### EXERCISE REQUIREMENTS
In the records that follow, find the line with "vec![Command::CopyBufferToTexture(copy)]"; from there, retype every line exactly through the line with "let words = [Opcode::Dispatch as u32, 3, 1, 1];", which also belongs to the answer.

(Collected data entries)
━━━

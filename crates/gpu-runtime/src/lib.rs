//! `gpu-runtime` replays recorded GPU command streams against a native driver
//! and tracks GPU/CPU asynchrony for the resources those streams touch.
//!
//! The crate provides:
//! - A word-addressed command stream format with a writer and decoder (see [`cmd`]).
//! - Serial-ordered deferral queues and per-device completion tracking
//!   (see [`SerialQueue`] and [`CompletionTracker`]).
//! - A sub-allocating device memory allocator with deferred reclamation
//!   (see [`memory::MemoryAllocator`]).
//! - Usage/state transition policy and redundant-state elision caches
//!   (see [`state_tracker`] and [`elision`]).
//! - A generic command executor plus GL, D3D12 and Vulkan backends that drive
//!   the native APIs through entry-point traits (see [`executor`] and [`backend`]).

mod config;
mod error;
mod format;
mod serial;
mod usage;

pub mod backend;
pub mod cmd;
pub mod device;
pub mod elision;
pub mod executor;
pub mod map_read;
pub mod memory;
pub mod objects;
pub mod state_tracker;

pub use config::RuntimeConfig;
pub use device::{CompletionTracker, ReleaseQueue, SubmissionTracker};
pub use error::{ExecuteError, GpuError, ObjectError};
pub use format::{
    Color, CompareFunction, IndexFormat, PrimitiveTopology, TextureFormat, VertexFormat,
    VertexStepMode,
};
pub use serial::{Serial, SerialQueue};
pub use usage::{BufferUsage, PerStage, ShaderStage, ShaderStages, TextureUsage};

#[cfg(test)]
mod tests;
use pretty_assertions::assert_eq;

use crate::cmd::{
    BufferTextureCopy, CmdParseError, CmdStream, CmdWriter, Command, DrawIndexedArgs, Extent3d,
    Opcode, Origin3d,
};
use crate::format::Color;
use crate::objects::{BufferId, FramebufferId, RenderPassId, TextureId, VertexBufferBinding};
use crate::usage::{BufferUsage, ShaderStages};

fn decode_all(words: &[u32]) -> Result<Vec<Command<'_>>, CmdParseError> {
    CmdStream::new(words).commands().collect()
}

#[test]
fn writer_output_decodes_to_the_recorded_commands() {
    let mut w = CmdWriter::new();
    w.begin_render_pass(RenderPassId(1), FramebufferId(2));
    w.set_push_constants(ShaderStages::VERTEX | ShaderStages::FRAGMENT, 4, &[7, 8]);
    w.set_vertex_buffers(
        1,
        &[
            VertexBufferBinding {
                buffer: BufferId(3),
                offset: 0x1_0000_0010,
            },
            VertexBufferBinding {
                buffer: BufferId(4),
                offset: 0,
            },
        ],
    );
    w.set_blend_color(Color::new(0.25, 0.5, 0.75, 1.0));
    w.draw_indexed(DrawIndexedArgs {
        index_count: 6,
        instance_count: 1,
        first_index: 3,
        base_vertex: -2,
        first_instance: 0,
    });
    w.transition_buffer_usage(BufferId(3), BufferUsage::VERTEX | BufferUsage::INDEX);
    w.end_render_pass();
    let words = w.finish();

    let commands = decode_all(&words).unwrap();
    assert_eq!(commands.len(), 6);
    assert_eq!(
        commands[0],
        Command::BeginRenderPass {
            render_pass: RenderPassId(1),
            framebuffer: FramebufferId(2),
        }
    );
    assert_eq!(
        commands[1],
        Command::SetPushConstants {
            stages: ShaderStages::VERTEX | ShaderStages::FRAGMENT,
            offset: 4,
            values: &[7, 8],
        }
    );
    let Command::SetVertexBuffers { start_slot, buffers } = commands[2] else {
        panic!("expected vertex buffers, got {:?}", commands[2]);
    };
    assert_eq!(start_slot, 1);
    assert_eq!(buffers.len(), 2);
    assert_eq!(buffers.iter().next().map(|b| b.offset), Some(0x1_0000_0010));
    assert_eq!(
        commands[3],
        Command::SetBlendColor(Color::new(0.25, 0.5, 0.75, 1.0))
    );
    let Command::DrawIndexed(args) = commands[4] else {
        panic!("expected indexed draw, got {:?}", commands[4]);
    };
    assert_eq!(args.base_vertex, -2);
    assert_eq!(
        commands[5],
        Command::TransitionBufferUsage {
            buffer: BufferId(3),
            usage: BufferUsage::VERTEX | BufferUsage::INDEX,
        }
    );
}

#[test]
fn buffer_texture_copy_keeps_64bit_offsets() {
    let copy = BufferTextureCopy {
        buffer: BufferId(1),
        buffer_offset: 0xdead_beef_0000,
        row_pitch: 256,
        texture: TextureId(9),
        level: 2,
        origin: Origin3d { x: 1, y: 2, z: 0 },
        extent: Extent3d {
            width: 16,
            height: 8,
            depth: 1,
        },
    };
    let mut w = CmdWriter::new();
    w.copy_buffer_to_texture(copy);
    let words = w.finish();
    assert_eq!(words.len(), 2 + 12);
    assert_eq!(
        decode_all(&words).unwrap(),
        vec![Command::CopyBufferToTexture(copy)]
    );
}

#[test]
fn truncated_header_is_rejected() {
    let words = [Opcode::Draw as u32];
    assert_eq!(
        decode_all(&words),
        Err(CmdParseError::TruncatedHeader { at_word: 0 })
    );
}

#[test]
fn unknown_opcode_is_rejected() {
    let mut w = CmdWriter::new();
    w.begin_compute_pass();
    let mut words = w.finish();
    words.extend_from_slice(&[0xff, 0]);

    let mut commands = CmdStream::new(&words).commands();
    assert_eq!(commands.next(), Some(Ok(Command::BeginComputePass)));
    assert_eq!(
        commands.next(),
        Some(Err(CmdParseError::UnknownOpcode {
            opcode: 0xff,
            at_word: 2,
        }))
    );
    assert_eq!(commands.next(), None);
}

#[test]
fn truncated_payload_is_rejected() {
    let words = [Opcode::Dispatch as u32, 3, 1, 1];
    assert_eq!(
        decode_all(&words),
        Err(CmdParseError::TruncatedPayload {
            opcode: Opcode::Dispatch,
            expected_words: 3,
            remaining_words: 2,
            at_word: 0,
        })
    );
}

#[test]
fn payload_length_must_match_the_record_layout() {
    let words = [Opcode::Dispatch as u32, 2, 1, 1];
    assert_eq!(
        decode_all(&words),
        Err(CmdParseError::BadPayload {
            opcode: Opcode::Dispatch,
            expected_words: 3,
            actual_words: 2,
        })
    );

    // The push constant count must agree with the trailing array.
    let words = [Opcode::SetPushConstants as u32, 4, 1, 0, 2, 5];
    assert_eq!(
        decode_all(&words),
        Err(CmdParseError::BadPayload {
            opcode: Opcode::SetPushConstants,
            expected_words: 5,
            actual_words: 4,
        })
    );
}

━━━

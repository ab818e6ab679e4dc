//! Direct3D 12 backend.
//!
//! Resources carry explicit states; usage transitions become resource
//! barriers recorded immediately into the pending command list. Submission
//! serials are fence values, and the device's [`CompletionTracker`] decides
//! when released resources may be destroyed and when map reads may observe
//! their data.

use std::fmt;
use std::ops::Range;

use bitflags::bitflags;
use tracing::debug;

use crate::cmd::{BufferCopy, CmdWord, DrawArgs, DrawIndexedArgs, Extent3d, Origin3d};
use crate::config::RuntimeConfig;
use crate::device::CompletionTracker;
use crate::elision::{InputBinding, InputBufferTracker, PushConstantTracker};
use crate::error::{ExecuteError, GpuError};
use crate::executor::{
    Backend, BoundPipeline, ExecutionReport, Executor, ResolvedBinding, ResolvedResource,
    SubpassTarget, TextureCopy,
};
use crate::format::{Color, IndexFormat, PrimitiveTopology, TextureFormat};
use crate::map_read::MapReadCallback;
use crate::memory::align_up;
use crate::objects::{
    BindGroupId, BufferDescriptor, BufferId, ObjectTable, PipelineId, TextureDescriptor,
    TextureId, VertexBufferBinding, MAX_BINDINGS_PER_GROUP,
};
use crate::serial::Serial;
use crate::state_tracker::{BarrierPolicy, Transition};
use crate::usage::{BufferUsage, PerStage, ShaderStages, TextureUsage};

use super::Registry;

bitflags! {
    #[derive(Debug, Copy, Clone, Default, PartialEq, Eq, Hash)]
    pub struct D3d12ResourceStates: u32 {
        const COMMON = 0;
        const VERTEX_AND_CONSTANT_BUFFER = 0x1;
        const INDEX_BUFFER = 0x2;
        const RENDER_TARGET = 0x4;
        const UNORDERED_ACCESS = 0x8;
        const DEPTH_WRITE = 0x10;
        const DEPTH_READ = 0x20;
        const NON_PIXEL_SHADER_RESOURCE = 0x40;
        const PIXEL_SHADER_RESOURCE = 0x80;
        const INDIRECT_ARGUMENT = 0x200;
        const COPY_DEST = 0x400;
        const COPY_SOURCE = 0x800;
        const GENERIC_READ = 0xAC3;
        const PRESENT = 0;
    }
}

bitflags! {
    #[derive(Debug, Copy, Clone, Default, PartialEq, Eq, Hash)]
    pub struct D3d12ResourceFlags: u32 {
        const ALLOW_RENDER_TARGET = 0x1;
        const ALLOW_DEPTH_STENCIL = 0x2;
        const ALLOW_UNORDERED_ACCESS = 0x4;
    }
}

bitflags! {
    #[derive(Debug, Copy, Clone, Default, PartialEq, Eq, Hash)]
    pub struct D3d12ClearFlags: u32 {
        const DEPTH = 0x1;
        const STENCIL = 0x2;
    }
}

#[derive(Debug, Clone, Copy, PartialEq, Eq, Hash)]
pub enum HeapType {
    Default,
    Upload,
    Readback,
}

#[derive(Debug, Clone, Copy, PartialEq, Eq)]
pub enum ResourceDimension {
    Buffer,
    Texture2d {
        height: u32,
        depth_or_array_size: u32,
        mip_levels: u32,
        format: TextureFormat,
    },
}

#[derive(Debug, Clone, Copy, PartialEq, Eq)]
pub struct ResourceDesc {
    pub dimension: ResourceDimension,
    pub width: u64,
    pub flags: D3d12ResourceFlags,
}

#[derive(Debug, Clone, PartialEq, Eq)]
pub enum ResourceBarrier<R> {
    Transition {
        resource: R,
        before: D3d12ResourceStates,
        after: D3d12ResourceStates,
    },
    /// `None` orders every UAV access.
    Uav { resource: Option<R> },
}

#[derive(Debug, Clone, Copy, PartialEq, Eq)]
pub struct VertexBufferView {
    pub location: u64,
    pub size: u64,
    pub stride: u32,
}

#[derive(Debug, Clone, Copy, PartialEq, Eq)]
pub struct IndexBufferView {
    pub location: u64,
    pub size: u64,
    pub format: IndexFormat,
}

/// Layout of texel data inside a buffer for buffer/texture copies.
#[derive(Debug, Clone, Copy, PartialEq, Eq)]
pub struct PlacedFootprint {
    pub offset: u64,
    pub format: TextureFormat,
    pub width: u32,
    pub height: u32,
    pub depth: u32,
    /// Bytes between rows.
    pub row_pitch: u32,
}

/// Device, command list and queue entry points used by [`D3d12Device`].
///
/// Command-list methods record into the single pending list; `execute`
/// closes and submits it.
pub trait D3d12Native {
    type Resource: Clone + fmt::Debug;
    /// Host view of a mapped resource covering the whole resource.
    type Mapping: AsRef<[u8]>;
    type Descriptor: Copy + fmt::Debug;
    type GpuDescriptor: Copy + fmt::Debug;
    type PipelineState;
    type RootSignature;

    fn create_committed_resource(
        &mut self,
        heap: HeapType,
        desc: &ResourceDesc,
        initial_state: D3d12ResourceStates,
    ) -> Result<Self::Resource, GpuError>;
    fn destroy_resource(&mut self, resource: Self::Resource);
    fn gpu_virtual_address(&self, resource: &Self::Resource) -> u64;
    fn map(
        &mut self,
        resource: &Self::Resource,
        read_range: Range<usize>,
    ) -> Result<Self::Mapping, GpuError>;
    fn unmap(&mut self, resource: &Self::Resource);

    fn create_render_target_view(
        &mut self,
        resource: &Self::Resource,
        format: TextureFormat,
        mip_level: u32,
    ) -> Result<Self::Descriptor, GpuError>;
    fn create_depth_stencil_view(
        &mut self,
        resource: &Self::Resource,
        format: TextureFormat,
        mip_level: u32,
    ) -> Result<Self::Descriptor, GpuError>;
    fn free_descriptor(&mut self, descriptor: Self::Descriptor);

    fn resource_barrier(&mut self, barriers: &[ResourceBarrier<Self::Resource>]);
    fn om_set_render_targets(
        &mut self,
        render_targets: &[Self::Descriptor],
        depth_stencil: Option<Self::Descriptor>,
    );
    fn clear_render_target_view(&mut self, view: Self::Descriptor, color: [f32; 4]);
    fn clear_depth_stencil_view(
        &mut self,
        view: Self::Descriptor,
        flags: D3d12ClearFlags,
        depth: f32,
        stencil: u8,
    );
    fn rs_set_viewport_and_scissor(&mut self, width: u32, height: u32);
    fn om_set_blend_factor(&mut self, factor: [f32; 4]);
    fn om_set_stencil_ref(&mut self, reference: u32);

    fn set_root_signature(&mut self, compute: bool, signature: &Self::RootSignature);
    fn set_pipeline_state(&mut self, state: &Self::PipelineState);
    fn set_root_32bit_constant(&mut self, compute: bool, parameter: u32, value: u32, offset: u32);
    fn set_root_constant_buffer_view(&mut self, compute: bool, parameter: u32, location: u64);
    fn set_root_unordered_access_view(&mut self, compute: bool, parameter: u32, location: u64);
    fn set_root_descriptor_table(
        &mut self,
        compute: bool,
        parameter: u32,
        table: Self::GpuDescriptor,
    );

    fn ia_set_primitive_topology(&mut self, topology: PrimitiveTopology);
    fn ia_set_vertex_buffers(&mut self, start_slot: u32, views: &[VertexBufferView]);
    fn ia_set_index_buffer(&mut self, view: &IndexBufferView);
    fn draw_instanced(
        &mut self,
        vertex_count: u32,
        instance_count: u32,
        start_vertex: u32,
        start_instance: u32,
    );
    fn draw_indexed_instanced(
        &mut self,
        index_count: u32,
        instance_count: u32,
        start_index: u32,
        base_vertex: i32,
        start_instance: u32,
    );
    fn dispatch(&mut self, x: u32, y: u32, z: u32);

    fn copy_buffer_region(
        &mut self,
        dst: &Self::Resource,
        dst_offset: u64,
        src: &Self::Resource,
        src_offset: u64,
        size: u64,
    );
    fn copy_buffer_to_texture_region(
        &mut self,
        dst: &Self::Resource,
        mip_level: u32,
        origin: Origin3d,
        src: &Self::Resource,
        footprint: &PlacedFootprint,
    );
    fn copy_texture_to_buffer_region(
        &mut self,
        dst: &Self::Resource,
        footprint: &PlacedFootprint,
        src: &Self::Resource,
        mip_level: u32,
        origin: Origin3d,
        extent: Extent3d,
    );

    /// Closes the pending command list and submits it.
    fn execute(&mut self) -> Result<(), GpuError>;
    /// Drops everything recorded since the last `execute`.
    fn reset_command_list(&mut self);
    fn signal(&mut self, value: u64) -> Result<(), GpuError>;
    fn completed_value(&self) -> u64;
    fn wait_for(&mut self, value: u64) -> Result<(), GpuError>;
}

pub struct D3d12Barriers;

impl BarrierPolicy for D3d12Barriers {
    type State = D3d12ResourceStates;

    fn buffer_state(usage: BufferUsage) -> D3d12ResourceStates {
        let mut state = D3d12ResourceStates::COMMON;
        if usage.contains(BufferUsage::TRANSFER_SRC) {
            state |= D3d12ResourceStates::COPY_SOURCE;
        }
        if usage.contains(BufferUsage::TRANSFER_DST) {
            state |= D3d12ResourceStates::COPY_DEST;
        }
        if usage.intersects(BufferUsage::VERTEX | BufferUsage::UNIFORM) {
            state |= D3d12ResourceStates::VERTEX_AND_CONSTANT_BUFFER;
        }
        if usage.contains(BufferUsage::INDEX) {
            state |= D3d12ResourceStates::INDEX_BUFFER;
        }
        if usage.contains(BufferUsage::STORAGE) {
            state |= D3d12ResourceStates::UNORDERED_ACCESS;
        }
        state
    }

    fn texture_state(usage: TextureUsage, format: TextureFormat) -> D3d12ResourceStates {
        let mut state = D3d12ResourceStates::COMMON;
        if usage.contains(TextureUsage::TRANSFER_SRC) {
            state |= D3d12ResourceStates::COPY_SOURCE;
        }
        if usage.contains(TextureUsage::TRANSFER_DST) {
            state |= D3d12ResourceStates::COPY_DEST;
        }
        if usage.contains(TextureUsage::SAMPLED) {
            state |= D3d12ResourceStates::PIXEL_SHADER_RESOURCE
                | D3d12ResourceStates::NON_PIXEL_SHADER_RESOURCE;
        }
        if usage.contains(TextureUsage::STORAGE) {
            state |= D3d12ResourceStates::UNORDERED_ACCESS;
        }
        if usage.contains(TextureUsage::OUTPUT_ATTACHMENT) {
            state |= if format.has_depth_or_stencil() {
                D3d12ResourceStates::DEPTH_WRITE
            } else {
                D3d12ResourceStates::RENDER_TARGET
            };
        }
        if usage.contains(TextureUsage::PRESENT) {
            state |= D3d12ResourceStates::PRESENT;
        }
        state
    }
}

━━━

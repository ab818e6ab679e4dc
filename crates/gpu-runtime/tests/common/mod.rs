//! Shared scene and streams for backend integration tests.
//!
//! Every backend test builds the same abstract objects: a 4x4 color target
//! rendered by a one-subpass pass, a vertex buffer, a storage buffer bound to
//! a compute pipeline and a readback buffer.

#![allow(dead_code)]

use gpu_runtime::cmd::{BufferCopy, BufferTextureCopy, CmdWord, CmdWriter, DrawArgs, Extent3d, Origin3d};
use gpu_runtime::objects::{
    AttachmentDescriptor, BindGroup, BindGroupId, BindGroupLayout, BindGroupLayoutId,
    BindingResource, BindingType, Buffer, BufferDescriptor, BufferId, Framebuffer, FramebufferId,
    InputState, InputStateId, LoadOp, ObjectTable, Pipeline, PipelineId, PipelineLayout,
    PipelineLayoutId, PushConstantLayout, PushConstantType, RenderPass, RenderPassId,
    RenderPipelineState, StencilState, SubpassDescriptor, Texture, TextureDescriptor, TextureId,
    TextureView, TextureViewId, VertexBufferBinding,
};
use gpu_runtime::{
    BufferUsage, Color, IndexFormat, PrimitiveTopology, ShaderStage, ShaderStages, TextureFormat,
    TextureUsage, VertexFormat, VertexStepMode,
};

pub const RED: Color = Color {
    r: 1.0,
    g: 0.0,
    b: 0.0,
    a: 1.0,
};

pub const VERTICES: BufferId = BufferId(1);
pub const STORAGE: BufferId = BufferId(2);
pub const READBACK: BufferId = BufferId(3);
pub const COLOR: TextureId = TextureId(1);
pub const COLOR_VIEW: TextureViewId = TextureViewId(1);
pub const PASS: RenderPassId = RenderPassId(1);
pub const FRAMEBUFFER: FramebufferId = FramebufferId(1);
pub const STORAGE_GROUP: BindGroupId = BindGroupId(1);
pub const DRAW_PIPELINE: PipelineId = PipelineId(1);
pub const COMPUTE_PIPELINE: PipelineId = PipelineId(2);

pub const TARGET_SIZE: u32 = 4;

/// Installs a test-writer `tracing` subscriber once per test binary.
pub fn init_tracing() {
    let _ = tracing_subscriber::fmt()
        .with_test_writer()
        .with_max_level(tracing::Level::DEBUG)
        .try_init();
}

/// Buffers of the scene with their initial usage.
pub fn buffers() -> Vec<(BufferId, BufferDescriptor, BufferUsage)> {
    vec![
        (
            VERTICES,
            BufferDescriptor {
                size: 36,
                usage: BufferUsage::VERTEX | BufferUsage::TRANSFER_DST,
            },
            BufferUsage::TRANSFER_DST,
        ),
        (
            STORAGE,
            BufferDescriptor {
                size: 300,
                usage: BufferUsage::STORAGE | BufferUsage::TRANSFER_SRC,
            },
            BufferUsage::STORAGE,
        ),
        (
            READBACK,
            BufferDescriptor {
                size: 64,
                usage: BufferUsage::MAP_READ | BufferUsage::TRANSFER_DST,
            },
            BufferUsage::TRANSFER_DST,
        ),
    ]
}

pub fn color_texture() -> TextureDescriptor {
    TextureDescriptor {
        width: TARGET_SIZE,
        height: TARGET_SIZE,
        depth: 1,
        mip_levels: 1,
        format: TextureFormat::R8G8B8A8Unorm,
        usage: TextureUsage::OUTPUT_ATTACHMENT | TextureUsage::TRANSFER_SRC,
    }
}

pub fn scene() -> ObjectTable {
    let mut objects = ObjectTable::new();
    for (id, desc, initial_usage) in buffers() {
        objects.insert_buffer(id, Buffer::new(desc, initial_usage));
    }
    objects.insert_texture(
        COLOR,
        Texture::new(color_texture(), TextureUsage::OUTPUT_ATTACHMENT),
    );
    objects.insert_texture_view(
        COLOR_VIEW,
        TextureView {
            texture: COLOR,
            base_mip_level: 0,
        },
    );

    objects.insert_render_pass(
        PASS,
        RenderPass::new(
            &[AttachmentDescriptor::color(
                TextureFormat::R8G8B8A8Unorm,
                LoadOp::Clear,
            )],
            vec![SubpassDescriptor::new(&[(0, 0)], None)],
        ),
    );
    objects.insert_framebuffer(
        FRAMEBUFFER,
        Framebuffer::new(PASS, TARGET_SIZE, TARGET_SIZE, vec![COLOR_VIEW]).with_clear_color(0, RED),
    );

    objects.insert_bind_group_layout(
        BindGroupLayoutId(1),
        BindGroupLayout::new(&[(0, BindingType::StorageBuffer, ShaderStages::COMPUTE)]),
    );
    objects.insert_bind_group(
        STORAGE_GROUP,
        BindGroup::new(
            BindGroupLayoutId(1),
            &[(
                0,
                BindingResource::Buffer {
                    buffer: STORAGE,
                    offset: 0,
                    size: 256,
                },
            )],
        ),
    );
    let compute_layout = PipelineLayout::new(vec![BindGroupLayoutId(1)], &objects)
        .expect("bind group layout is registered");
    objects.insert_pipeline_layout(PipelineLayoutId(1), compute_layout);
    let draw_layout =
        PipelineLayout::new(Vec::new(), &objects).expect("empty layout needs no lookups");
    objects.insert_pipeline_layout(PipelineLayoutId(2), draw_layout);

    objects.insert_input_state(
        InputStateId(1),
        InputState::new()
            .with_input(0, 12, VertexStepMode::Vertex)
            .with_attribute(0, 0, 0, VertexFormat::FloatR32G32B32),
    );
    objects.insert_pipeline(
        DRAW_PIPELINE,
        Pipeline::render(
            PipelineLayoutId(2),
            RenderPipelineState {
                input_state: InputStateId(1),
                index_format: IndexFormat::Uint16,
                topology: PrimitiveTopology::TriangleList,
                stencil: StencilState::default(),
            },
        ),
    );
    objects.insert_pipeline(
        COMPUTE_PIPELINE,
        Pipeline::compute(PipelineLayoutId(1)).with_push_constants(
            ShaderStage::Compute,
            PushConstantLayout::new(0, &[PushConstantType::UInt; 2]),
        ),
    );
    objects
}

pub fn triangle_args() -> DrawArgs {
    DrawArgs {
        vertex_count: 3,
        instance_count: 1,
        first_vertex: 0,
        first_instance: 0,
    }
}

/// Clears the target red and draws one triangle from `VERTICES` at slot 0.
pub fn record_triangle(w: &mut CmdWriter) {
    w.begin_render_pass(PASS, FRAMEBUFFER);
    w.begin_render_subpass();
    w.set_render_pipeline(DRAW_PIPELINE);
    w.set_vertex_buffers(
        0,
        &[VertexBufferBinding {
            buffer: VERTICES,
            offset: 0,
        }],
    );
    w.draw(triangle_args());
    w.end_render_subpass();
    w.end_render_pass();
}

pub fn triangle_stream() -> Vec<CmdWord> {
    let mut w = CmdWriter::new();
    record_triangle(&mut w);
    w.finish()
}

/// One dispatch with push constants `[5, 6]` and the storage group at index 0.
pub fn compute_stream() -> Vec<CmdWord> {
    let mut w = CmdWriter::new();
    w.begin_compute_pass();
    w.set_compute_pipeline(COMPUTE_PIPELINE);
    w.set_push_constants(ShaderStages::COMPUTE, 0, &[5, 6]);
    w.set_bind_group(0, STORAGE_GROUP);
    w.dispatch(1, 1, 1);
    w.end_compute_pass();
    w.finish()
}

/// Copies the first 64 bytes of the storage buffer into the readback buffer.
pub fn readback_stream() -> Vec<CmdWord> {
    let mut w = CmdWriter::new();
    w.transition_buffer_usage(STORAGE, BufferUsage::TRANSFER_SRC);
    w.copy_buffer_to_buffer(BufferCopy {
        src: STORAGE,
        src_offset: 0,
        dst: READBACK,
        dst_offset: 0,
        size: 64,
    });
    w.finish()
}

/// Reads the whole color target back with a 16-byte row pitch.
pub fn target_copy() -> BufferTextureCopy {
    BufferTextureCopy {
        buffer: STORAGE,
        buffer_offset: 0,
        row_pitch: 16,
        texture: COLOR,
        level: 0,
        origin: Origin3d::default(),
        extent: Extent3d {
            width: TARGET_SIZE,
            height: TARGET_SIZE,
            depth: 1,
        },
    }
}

━━━

### COMPLETED EXERCISE
        vec![Command::CopyBufferToTexture(copy)]
    );
}

#[test]
fn truncated_header_is_rejected() {
    let words = [Opcode::Draw as u32];
    assert_eq!(
        decode_all(&words),
        Err(CmdParseError::TruncatedHeader { at_word: 0 })
    );
}

#[test]
fn unknown_opcode_is_rejected() {
    let mut w = CmdWriter::new();
    w.begin_compute_pass();
    let mut words = w.finish();
    words.extend_from_slice(&[0xff, 0]);

    let mut commands = CmdStream::new(&words).commands();
    assert_eq!(commands.next(), Some(Ok(Command::BeginComputePass)));
    assert_eq!(
        commands.next(),
        Some(Err(CmdParseError::UnknownOpcode {
            opcode: 0xff,
            at_word: 2,
        }))
    );
    assert_eq!(commands.next(), None);
}

#[test]
fn truncated_payload_is_rejected() {
    let words = [Opcode::Dispatch as u32, 3, 1, 1];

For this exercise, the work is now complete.